My father used to make flutes by hand. Everyday, I would watch him choose the material; some

days it would be wood, others clay and sometimes even bamboo.

 

I would watch him spend hours carving and shaping just a single flute, never happy until it

was perfectly in tune, with a voice that would ring out through his studio and into the streets

beyond. Often, he would find imperfections in his work and cast them out into a great skip he had

just for that purpose, before starting on a new one with even more enthusiasm, striving to make it

perfect.

 

As he worked, he used to tell me that music could soothe the soul and heal the mind from

any illness or depression, allowing both the musician and audience to free themselves of the worries

of modern living. He said that it was for this reason that only the most exceptional flutes he made

would pass his approval; for how could one make fine music without a fine instrument?

 

When he wasn't looking, I would take one of the flutes he had discarded and play it when I

was alone in the woods. I could never play as well as he could, but these flutes that he simply threw

away because they weren't up to his standard sounded beautiful anyway. Whether or not they I

soothed my soul, I don't know, but they did calm me down after a difficult day at school.

 

As the years went on, father threw out more and more flutes, never happy with what he was

working on. At first I thought that he was just striving too much for perfection, but, the day after my

youngest daughter was born, he was diagnosed with early onset dementia.

 

The disease progressed rapidly, and he was taken into care barely a year after his diagnosis.

It was a hard decision, but my mother could no longer care for him, and with my growing family

and my work at the museum of Natural History, I couldn't either.

 

Visiting him was difficult, because the man I knew was no longer there. He could barely

remember his name, let alone his love for music, and I would often leave close to tears.

 

Then one day, while the museum was receiving a large shipment of artefacts, I discovered

an unusual flute. It looked a bit like some of the clay ocarinas he used to make, but it had two sound

holes, meaning that there were two chambers inside that made it possible to play two notes at once.

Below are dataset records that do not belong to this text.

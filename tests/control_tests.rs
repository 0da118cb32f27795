//! Control surface and variable registry tests

use std::cell::RefCell;
use std::rc::Rc;

use pretty_assertions::assert_eq;
use serde_json::json;

use lightstack::shard::ShardRegistry;
use lightstack::storage::MemoryStorage;
use lightstack::variables::{Value, Variable, VariableRegistry};
use lightstack::{App, ControlRequest, ControlSurface, ControllerConfig};

fn app() -> App {
    App::with_storage(
        ControllerConfig::default(),
        Rc::new(MemoryStorage::new()),
        ShardRegistry::with_builtins(),
    )
    .unwrap()
}

// === Variable Registry ===

#[test]
fn test_out_of_range_set_is_rejected() {
    let storage = Rc::new(MemoryStorage::new());
    let mut registry = VariableRegistry::open(storage.clone(), "test/vars", "test").unwrap();
    registry
        .declare(Variable::float_range("brightness", 1.0, 0.0, 1.0))
        .unwrap();
    let writes = storage.write_count();

    let err = registry.set_value("brightness", Value::Float(1.5)).unwrap_err();

    assert_eq!(err.error_code(), "VALIDATION");
    assert_eq!(registry.get("brightness").unwrap().value(), &Value::Float(1.0));
    assert_eq!(storage.write_count(), writes);
}

#[test]
fn test_observers_fire_in_registration_order() {
    let storage = Rc::new(MemoryStorage::new());
    let mut registry = VariableRegistry::open(storage, "test/vars", "test").unwrap();
    registry.declare(Variable::int_range("count", 0, 0, 10)).unwrap();

    let seen = Rc::new(RefCell::new(Vec::new()));
    for tag in ["first", "second"] {
        let seen = Rc::clone(&seen);
        registry
            .add_observer(
                "count",
                Box::new(move |name: &str, value: &Value| {
                    seen.borrow_mut().push(format!("{}:{}={:?}", tag, name, value));
                }),
            )
            .unwrap();
    }

    registry.set_value("count", Value::Int(3)).unwrap();
    assert!(registry.set_value("count", Value::Int(11)).is_err());

    assert_eq!(
        *seen.borrow(),
        vec!["first:count=Int(3)".to_string(), "second:count=Int(3)".to_string()]
    );
}

#[test]
fn test_persisted_value_overrides_default() {
    let storage = Rc::new(MemoryStorage::new());
    {
        let mut registry = VariableRegistry::open(storage.clone(), "test/vars", "test").unwrap();
        registry.declare(Variable::bool("enabled", false)).unwrap();
        registry.set_serialized("enabled", "true").unwrap();
    }

    let mut registry = VariableRegistry::open(storage, "test/vars", "test").unwrap();
    registry.declare(Variable::bool("enabled", false)).unwrap();
    assert_eq!(registry.bool("enabled").unwrap(), true);
}

// === Control Surface ===

#[test]
fn test_edit_inactive_then_switch() {
    let surface = ControlSurface;
    let mut app = app();

    let reply = surface.handle_line(
        &mut app,
        r#"{"op":"add_layer","stack":"inactive","init":{"shard_uuid":"solid"}}"#,
    );
    assert_eq!(reply, json!({ "ok": { "id": 0 } }));

    let reply = surface.handle_line(&mut app, r#"{"op":"layers","stack":"active"}"#);
    assert_eq!(reply["ok"]["stack"], json!("A"));
    assert_eq!(reply["ok"]["layers"], json!([]));

    surface.handle(&mut app, ControlRequest::Switch).unwrap();

    let layers = surface
        .handle(&mut app, ControlRequest::Layers {
            stack: "active".to_string(),
        })
        .unwrap();
    assert_eq!(layers["stack"], json!("B"));
    assert_eq!(layers["layers"][0]["shard_uuid"], json!("solid"));
    assert_eq!(layers["layers"][0]["state"], json!("active"));
}

#[test]
fn test_unknown_shard_leaves_stack_untouched() {
    let surface = ControlSurface;
    let mut app = app();

    let reply = surface.handle_line(
        &mut app,
        r#"{"op":"add_layer","stack":"A","init":{"shard_uuid":"missing"}}"#,
    );

    assert_eq!(reply["error"]["code"], json!("SHARD_NOT_FOUND"));
    assert!(app.stacks().active().is_empty());
}

#[test]
fn test_variable_listing_and_serialized_form() {
    let surface = ControlSurface;
    let mut app = app();
    surface
        .handle(&mut app, ControlRequest::SetVar {
            owner: "globals".to_string(),
            name: "brightness".to_string(),
            value: "0.5".to_string(),
        })
        .unwrap();

    let reply = surface
        .handle(&mut app, ControlRequest::GetVar {
            owner: "globals".to_string(),
            name: "brightness".to_string(),
        })
        .unwrap();
    assert_eq!(reply["value"], json!(0.5));
    assert_eq!(reply["serialized"], json!("0.5"));

    let vars = surface
        .handle(&mut app, ControlRequest::Vars {
            owner: "globals".to_string(),
        })
        .unwrap();
    let names: Vec<&str> = vars
        .as_array()
        .unwrap()
        .iter()
        .filter_map(|v| v["name"].as_str())
        .collect();
    assert!(names.contains(&"brightness"));
    assert!(names.contains(&"palette"));
}

#[test]
fn test_missing_layer_and_selector_errors() {
    let surface = ControlSurface;
    let mut app = app();

    let err = surface
        .handle(&mut app, ControlRequest::RemoveLayer {
            stack: "A".to_string(),
            id: 9,
        })
        .unwrap_err();
    assert_eq!(err.error_code(), "LAYER_NOT_FOUND");

    let err = surface
        .handle(&mut app, ControlRequest::Activate {
            stack: "active".to_string(),
        })
        .unwrap_err();
    assert_eq!(err.error_code(), "INVALID_SELECTOR");
}

#[test]
fn test_diagnostics_after_frames() {
    let surface = ControlSurface;
    let mut app = app();
    app.stacks_mut()
        .active_mut()
        .add_layer(lightstack::layers::LayerInit::shard("palette_sweep"))
        .unwrap();
    for _ in 0..3 {
        app.render_frame();
    }

    let diagnostics = surface.handle(&mut app, ControlRequest::Diagnostics).unwrap();
    assert_eq!(diagnostics["frames"], json!(3));
    assert_eq!(diagnostics["active_layers"], json!(1));
    assert_eq!(diagnostics["active_stack"], json!("A"));
}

The description that came with it was that it had been made by the Incas in Pre-Columbian Peru,

and was thought to have been used to achieve a higher spiritual awareness.

 

As I held it, I found a strong urge to show it to him. Usually the artefacts that we receive are

only allowed outside the museum for transportation to other museums, but my boss knew about my

father's condition and let me take it to him, strictly as a one off between the two of us.

 

When I arrived at the care home later that evening, I found him arguing with one of the

assistants, adamant that they were poisoning his food. I broke in quickly, apologising for his

behaviour, and took him into his private room.

 

Deciding that he had calmed down enough, I took out the ancient flute from my bag and

carefully unwrapped it. Up to that point, he had been staring at the wall, but as I put the flute to my

lips and blew into it, hazarding a guess at where to place my fingers, he turned to look at me. I

continued to play, lifting my fingers to change the clear, strong notes coming out of it, and I could

have sworn I saw a spark come back into his eyes.

 

'Where did you get that?' he asked. I almost dropped the flute on the floor. It was the first

coherent sentence he had spoken in years, and I knew at once that he was lucid. I told him what

little I knew about it, and he took it off of me and examined it, nodding here and there as he

approved of the craftsmanship.

 

Then he put it to his lips and played it himself. At that moment I finally understood what

he'd been telling me; for the sound coming out of it made every anxiety I'd ever had disappear. My

mind was clear and I felt more alive than I had been since his diagnosis. I knew he felt it too, and

for hours afterwards we sat and talked like we used to before he was ill.

 

Even now, six years after his passing, I will never forget that day. The power of music really

is amazing; and my father was amazing for realising it.